July 15, 1982
The day swelters around me, sun beams pouring glisten off
the windows of the famous Passaic
Street tower, a building mockingly used as the
front cover of a religious newspaper although no religious institutions occupy
it.
I stroll under its shadow, waiting as I have waited before,
if not for this woman, then for another, who once worked in this place – who
has in two years become as vague a memory as the shivering shadows my feet step
over.
I used to write here while she worked, and now times have
changed, and I return here like a criminal to the scene of a crime I did not
actually commit, hiding from time as if from the police, hating the injustice
memory brings.
I sit where I once sat, and watch the traffic rumbling by down
Main Street, an older love caught inside of me like a splinter, triggering old
feelings – good and bad, fears and joys jabbing me as my thoughts turn this way
or that. I am awash in a changing tide over which I have no control.

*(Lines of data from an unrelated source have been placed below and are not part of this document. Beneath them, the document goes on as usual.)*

// src/api.rs
//! HTTP surface: the feed endpoint, the token-gated cache refresh, a
//! diagnostics probe, and a health probe. Query parsing is lenient;
//! unknown values fall back to defaults instead of rejecting the request.

use std::collections::{BTreeMap, HashMap};
use std::sync::Arc;

use axum::extract::{Query, State};
use axum::http::StatusCode;
use axum::response::{IntoResponse, Response};
use axum::routing::get;
use axum::{Json, Router};
use tower_http::cors::CorsLayer;

use crate::cache::FeedCache;
use crate::config::Env;
use crate::limits::feed_limit;
use crate::providers::Aggregator;
use crate::types::{FeedType, ProviderContext, ProviderResult, SortMode};

const DEFAULT_LIMIT: usize = 10;

#[derive(Clone)]
pub struct AppState {
    pub aggregator: Arc<Aggregator>,
    pub cache: Arc<FeedCache>,
    pub env: Env,
}

pub fn create_router(state: AppState) -> Router {
    Router::new()
        .route("/health", get(|| async { "ok" }))
        .route("/api/feed", get(feed))
        .route("/api/cache/refresh", get(cache_refresh))
        .route("/api/diagnostics", get(diagnostics))
        .layer(CorsLayer::very_permissive())
        .with_state(state)
}

fn parse_context(q: &HashMap<String, String>) -> ProviderContext {
    let feed_type = q
        .get("type")
        .and_then(|s| FeedType::parse(s))
        .unwrap_or(FeedType::All);
    let sort = q
        .get("sort")
        .and_then(|s| SortMode::parse(s))
        .unwrap_or(SortMode::Popular);
    let requested = q
        .get("limit")
        .and_then(|s| s.parse::<usize>().ok())
        .unwrap_or(DEFAULT_LIMIT);
    let limit = requested.clamp(1, feed_limit(feed_type));
    let cursor = q.get("cursor").filter(|s| !s.is_empty()).cloned();

    ProviderContext {
        feed_type,
        sort,
        limit,
        cursor,
    }
}

async fn feed(
    State(state): State<AppState>,
    Query(q): Query<HashMap<String, String>>,
) -> Json<ProviderResult> {
    let ctx = parse_context(&q);
    Json(state.aggregator.fetch_feed(&ctx).await)
}

#[derive(serde::Serialize)]
struct RefreshResp {
    ok: bool,
    #[serde(skip_serializing_if = "Option::is_none")]
    prefix: Option<String>,
    memory: usize,
    redis: usize,
}

/// Flush both cache tiers, optionally restricted to a key prefix. The
/// token check only applies when a server token is configured; without one
/// the flush stays open.
async fn cache_refresh(
    State(state): State<AppState>,
    Query(q): Query<HashMap<String, String>>,
) -> Response {
    let authorized = match &state.env.cache_refresh_token {
        Some(expected) => q.get("token").is_some_and(|t| t == expected),
        None => true,
    };
    if !authorized {
        return (StatusCode::UNAUTHORIZED, "Unauthorized").into_response();
    }

    let prefix = q.get("prefix").filter(|s| !s.is_empty()).cloned();
    let counts = state.cache.flush(prefix.as_deref()).await;
    Json(RefreshResp {
        ok: true,
        prefix,
        memory: counts.memory,
        redis: counts.redis,
    })
    .into_response()
}

#[derive(serde::Serialize)]
struct DiagnosticsEnv {
    youtube: bool,
    serpapi: bool,
    upstash: bool,
}

#[derive(serde::Serialize)]
struct DiagnosticsResp {
    env: DiagnosticsEnv,
    counts: BTreeMap<&'static str, i64>,
    errors: BTreeMap<&'static str, Option<String>>,
    notes: [&'static str; 2],
}

/// Operational self-check: key presence flags plus a tiny probe through
/// each adapter. A count of -1 marks a probe that came back with an error;
/// 0 means configured but no results.
async fn diagnostics(State(state): State<AppState>) -> Json<DiagnosticsResp> {
    let probes = [
        ("videos", FeedType::Video, SortMode::Popular),
        ("news", FeedType::Article, SortMode::Recent),
        ("products", FeedType::Product, SortMode::Popular),
    ];

    let mut counts = BTreeMap::new();
    let mut errors = BTreeMap::new();
    for (label, feed_type, sort) in probes {
        let ctx = ProviderContext {
            feed_type,
            sort,
            limit: 3,
            cursor: None,
        };
        let result = state.aggregator.fetch_feed(&ctx).await;
        let error = result
            .errors
            .map(|m| m.into_values().collect::<Vec<_>>().join("; "));
        counts.insert(
            label,
            if error.is_some() {
                -1
            } else {
                result.items.len() as i64
            },
        );
        errors.insert(label, error);
    }

    Json(DiagnosticsResp {
        env: DiagnosticsEnv {
            youtube: state.env.youtube_api_key.is_some(),
            serpapi: state.env.serpapi_api_key.is_some(),
            upstash: state.env.upstash_redis_url.is_some()
                && state.env.upstash_redis_token.is_some(),
        },
        counts,
        errors,
        notes: [
            "counts -1 indicate a provider error. 0 indicates configured but no results.",
            "env flags show whether required keys are present (not their values).",
        ],
    })
}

How much has changed in my life since I last sat here, and
now when I expect to see again an even older lover than the one whose memory
clings to this place, a lover who returns to my life at a time when I am most
vulnerable.
By brain boils with an overflow of thought and feeling,
hormones coming back into play after long slumber, telling me I have no changed
at all, and remain the same desperate soul that once stole money to seek out
love in the far west. Down deep, remains the same yearning boy I was then, now
a hungry man, caged and desperate, lusting for love or in love with lusting.
And this place, this tower, rising over me like an old
friend, a stop over back in my most distant youth when I changed buses here for
the second leg of a trip to a job where I met my first love. And somehow, I
connect the dots and come up with this idea that there is some even more
significant connection I just can’t put my finger on, but know it is there, one
more shadow in a world of shifting shadows.
Behind me, the old Number 2 bus roles by, huffing and
puffing with black exhaust, the engine that could that has kept going far too
long, with memories for passengers, many of which are my memories – such as the
kisses I exchanged on the bus stop and the secret movement of my hands under
her jacket as we parted, me going back home at the end of the shift, she
returning to her parents’ home, me, later, standing on the bus stop as I sit
beside this one, missing her when she was gone, aching for a return I am only
getting all these years later.
And so here, outside this office, near this bus bench where
I sit, I get confused, over this love and that love, and which love I want most
to return, and so I stand up and take a walk around this tall building,
searching the shadows for some clue as to what I really want, and to sort
through the catalogue of memories for which matter most to me – the long miles
stretching out over the long years, wavering in the intense July heat, boiling
up inside of me, making me mistake a more recent summer for one long ago, that
summer “she” came to work here, for that summer I make the trip to where I
worked with another “she,” and wondering now, which “she” I will see and which
I want to see, and after all these years yearning for the first, mourning the
loss of the second, which “she” I actually deserve, suffering the heat of
indecision as this intense sun pounds down on me.